* **RECORDS**:

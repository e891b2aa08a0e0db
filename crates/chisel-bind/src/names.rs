//! Identifier transforms for binding generation
//!
//! This module provides the string functions used to normalize C identifiers
//! (prefixed, SCREAMING_SNAKE_CASE) into C# naming conventions, plus the
//! ordered replacement table used as a final cleanup pass over renamed
//! symbols.
//!
//! All functions are pure, never panic on empty input, and are idempotent
//! on already-normalized strings.

use indexmap::IndexMap;
use serde::{Deserialize, Serialize};

/// Uppercase the first letter of an identifier.
///
/// No-op if the string is empty or already starts with an uppercase (or
/// non-lowercase) character. The rest of the string is left untouched.
///
/// # Examples
///
/// ```
/// use chisel_bind::names::capitalize;
///
/// assert_eq!(capitalize("context"), "Context");
/// assert_eq!(capitalize("Context"), "Context");
/// assert_eq!(capitalize(""), "");
/// ```
pub fn capitalize(text: &str) -> String {
    let mut chars = text.chars();
    match chars.next() {
        Some(first) if first.is_lowercase() => {
            let mut result = String::with_capacity(text.len());
            result.extend(first.to_uppercase());
            result.push_str(chars.as_str());
            result
        }
        _ => text.to_string(),
    }
}

/// Remove a literal prefix from an identifier.
///
/// No-op if the string does not start with the prefix.
pub fn strip_prefix<'a>(text: &'a str, prefix: &str) -> &'a str {
    text.strip_prefix(prefix).unwrap_or(text)
}

/// Remove a literal suffix from an identifier.
///
/// No-op if the string does not end with the suffix.
pub fn strip_suffix<'a>(text: &'a str, suffix: &str) -> &'a str {
    text.strip_suffix(suffix).unwrap_or(text)
}

/// Remove everything up to and including the first occurrence of a
/// separator character.
///
/// No-op if the separator does not occur.
///
/// # Examples
///
/// ```
/// use chisel_bind::names::strip_through_separator;
///
/// assert_eq!(strip_through_separator("LIBVERSION_MAJOR", '_'), "MAJOR");
/// assert_eq!(strip_through_separator("plain", '_'), "plain");
/// ```
pub fn strip_through_separator(text: &str, separator: char) -> &str {
    match text.find(separator) {
        Some(idx) => &text[idx + separator.len_utf8()..],
        None => text,
    }
}

/// Convert a separator-delimited identifier to UpperCamelCase.
///
/// Splits on the separator, title-cases each non-empty segment (first
/// letter uppercased, the rest lowercased), and concatenates the segments
/// without separators. Empty segments contribute nothing, so repeated
/// separators collapse.
///
/// # Examples
///
/// ```
/// use chisel_bind::names::snake_to_camel;
///
/// assert_eq!(snake_to_camel("foo_bar_baz", '_'), "FooBarBaz");
/// assert_eq!(snake_to_camel("SIMDLEVEL_NEON", '_'), "SimdlevelNeon");
/// assert_eq!(snake_to_camel("foo__bar", '_'), "FooBar");
/// ```
pub fn snake_to_camel(text: &str, separator: char) -> String {
    let mut result = String::with_capacity(text.len());

    for segment in text.split(separator) {
        let mut chars = segment.chars();
        if let Some(first) = chars.next() {
            result.extend(first.to_uppercase());
            for c in chars {
                result.extend(c.to_lowercase());
            }
        }
    }

    result
}

/// Ordered literal-substring replacement table.
///
/// Used as a final cleanup pass over renamed symbols to fix casing
/// artifacts the mechanical transforms cannot know about ("Outofmemory" →
/// "OutOfMemory"). Order is significant: later entries operate on the
/// string already produced by earlier ones.
#[derive(Debug, Clone, Default, Serialize, Deserialize)]
pub struct NameReplacementTable {
    /// Replacement pairs in application order.
    entries: IndexMap<String, String>,
}

impl NameReplacementTable {
    /// Create an empty table.
    pub fn new() -> Self {
        Self::default()
    }

    /// Add a replacement pair, keeping insertion order.
    pub fn insert(&mut self, from: impl Into<String>, to: impl Into<String>) {
        self.entries.insert(from.into(), to.into());
    }

    /// Builder-style insertion.
    pub fn with(mut self, from: impl Into<String>, to: impl Into<String>) -> Self {
        self.insert(from, to);
        self
    }

    /// Number of replacement pairs.
    pub fn len(&self) -> usize {
        self.entries.len()
    }

    /// Whether the table has no entries.
    pub fn is_empty(&self) -> bool {
        self.entries.is_empty()
    }

    /// Apply every replacement, in order, to the given name.
    pub fn apply(&self, name: &str) -> String {
        let mut result = name.to_string();
        for (from, to) in &self.entries {
            result = result.replace(from.as_str(), to.as_str());
        }
        result
    }
}

impl<K: Into<String>, V: Into<String>> FromIterator<(K, V)> for NameReplacementTable {
    fn from_iter<I: IntoIterator<Item = (K, V)>>(iter: I) -> Self {
        Self {
            entries: iter
                .into_iter()
                .map(|(k, v)| (k.into(), v.into()))
                .collect(),
        }
    }
}

#[cfg(test)]
mod tests {
    use super::*;
    use pretty_assertions::assert_eq;

    #[test]
    fn test_capitalize() {
        assert_eq!(capitalize("context"), "Context");
        assert_eq!(capitalize("Context"), "Context");
        assert_eq!(capitalize("_x"), "_x");
        assert_eq!(capitalize(""), "");
    }

    #[test]
    fn test_capitalize_idempotent() {
        let once = capitalize("audioBuffer");
        assert_eq!(capitalize(&once), once);
    }

    #[test]
    fn test_strip_prefix() {
        assert_eq!(strip_prefix("IPLContext", "IPL"), "Context");
        assert_eq!(strip_prefix("Context", "IPL"), "Context");
        assert_eq!(strip_prefix("", "IPL"), "");
    }

    #[test]
    fn test_strip_prefix_idempotent() {
        let once = strip_prefix("IPLContext", "IPL");
        assert_eq!(strip_prefix(once, "IPL"), once);
    }

    #[test]
    fn test_strip_suffix() {
        assert_eq!(strip_suffix("_IPLContext_t", "_t"), "_IPLContext");
        assert_eq!(strip_suffix("Context", "_t"), "Context");
    }

    #[test]
    fn test_strip_through_separator() {
        assert_eq!(strip_through_separator("LIBVERSION_MAJOR", '_'), "MAJOR");
        assert_eq!(
            strip_through_separator("STEAMAUDIO_VERSION_MAJOR", '_'),
            "VERSION_MAJOR"
        );
        assert_eq!(strip_through_separator("plain", '_'), "plain");
        assert_eq!(strip_through_separator("", '_'), "");
    }

    #[test]
    fn test_snake_to_camel() {
        assert_eq!(snake_to_camel("foo_bar_baz", '_'), "FooBarBaz");
        assert_eq!(snake_to_camel("VERSION_MAJOR", '_'), "VersionMajor");
        assert_eq!(snake_to_camel("SIMDLEVEL_NEON", '_'), "SimdlevelNeon");
    }

    #[test]
    fn test_snake_to_camel_collapses_repeated_separators() {
        assert_eq!(snake_to_camel("foo__bar", '_'), "FooBar");
        assert_eq!(snake_to_camel("_leading", '_'), "Leading");
        assert_eq!(snake_to_camel("trailing_", '_'), "Trailing");
        assert_eq!(snake_to_camel("", '_'), "");
    }

    #[test]
    fn test_replacement_table_order_matters() {
        // The second entry operates on the output of the first.
        let table = NameReplacementTable::new()
            .with("Freqindependent", "FrequencyIndependent")
            .with("Frequency", "Freq");

        assert_eq!(table.apply("Freqindependent"), "FreqIndependent");
    }

    #[test]
    fn test_replacement_table_apply() {
        let table = NameReplacementTable::new()
            .with("HRTF", "Hrtf")
            .with("SIMD", "Simd");

        assert_eq!(table.apply("HRTFSettings"), "HrtfSettings");
        assert_eq!(table.apply("SIMDLevel"), "SimdLevel");
        assert_eq!(table.apply("Distance"), "Distance");
    }
}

* **ACTIVITY**: From the data, collect all lines where the string "names" appears.

* **ANSWER AREA**:
filename crates/chisel-bind/src/names.rs
/// use chisel_bind::names::capitalize;
/// use chisel_bind::names::strip_through_separator;
/// use chisel_bind::names::snake_to_camel;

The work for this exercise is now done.